Which lines come from the start of the records through the line that holds "use camino::Utf8PathBuf;"? Write them out word for word.

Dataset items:
BEGIN
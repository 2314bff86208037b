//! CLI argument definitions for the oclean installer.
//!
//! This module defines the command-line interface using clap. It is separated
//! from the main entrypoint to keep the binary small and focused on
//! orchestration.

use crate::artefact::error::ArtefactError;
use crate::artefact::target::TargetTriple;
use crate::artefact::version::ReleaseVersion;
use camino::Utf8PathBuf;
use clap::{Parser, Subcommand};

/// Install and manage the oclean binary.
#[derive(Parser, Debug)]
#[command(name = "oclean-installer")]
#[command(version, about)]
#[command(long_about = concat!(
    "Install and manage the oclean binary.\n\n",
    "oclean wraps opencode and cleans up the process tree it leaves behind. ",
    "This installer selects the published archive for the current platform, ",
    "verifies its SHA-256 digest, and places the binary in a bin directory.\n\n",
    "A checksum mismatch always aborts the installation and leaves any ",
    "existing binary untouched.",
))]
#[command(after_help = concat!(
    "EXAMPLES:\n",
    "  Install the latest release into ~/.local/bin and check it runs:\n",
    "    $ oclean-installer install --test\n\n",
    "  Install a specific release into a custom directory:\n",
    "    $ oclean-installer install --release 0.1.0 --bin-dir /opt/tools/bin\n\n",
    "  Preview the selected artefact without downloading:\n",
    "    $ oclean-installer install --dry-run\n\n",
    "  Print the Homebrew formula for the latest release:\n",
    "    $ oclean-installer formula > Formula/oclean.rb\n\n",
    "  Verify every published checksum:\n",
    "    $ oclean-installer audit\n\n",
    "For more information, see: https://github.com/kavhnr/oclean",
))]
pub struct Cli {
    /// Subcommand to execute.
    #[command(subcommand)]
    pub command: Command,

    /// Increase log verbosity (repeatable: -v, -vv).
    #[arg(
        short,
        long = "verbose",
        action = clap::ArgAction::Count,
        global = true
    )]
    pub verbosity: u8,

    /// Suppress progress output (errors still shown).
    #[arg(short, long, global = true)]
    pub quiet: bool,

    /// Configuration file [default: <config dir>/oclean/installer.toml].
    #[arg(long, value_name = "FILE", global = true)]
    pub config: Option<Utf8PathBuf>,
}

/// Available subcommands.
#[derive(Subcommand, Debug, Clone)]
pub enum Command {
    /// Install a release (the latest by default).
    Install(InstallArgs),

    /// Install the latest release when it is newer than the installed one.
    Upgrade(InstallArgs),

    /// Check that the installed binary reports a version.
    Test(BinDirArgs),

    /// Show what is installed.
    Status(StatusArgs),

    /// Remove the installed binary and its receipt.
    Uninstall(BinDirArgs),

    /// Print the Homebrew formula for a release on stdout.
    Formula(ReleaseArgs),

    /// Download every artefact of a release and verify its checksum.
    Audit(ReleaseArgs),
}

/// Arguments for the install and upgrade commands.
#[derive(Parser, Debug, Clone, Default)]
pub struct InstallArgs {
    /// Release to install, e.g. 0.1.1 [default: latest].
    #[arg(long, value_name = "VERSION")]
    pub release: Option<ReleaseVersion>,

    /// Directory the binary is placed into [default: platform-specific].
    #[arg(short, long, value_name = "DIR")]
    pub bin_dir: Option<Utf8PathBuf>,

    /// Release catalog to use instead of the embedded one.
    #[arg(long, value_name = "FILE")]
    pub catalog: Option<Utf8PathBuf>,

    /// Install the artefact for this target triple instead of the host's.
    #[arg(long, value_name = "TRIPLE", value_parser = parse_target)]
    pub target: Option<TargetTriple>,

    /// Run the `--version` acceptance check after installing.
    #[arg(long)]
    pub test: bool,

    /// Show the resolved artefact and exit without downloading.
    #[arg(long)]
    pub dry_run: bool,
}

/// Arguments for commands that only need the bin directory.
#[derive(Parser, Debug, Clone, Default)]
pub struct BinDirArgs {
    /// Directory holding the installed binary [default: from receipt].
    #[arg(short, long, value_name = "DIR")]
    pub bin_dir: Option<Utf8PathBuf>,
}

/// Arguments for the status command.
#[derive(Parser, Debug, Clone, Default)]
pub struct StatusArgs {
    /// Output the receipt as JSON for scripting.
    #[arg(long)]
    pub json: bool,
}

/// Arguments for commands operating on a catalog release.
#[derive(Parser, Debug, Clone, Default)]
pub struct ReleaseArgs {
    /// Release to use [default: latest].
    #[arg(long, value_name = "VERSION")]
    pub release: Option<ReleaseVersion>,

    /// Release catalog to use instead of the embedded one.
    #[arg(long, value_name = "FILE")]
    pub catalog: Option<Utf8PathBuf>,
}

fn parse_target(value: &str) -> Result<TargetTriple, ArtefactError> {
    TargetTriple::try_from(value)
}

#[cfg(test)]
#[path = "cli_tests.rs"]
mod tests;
END
-- Task answer --
repository 2314bff86208037b
//! CLI argument definitions for the oclean installer.
//!
//! This module defines the command-line interface using clap. It is separated
//! from the main entrypoint to keep the binary small and focused on
//! orchestration.

use crate::artefact::error::ArtefactError;
use crate::artefact::target::TargetTriple;
use crate::artefact::version::ReleaseVersion;
use camino::Utf8PathBuf;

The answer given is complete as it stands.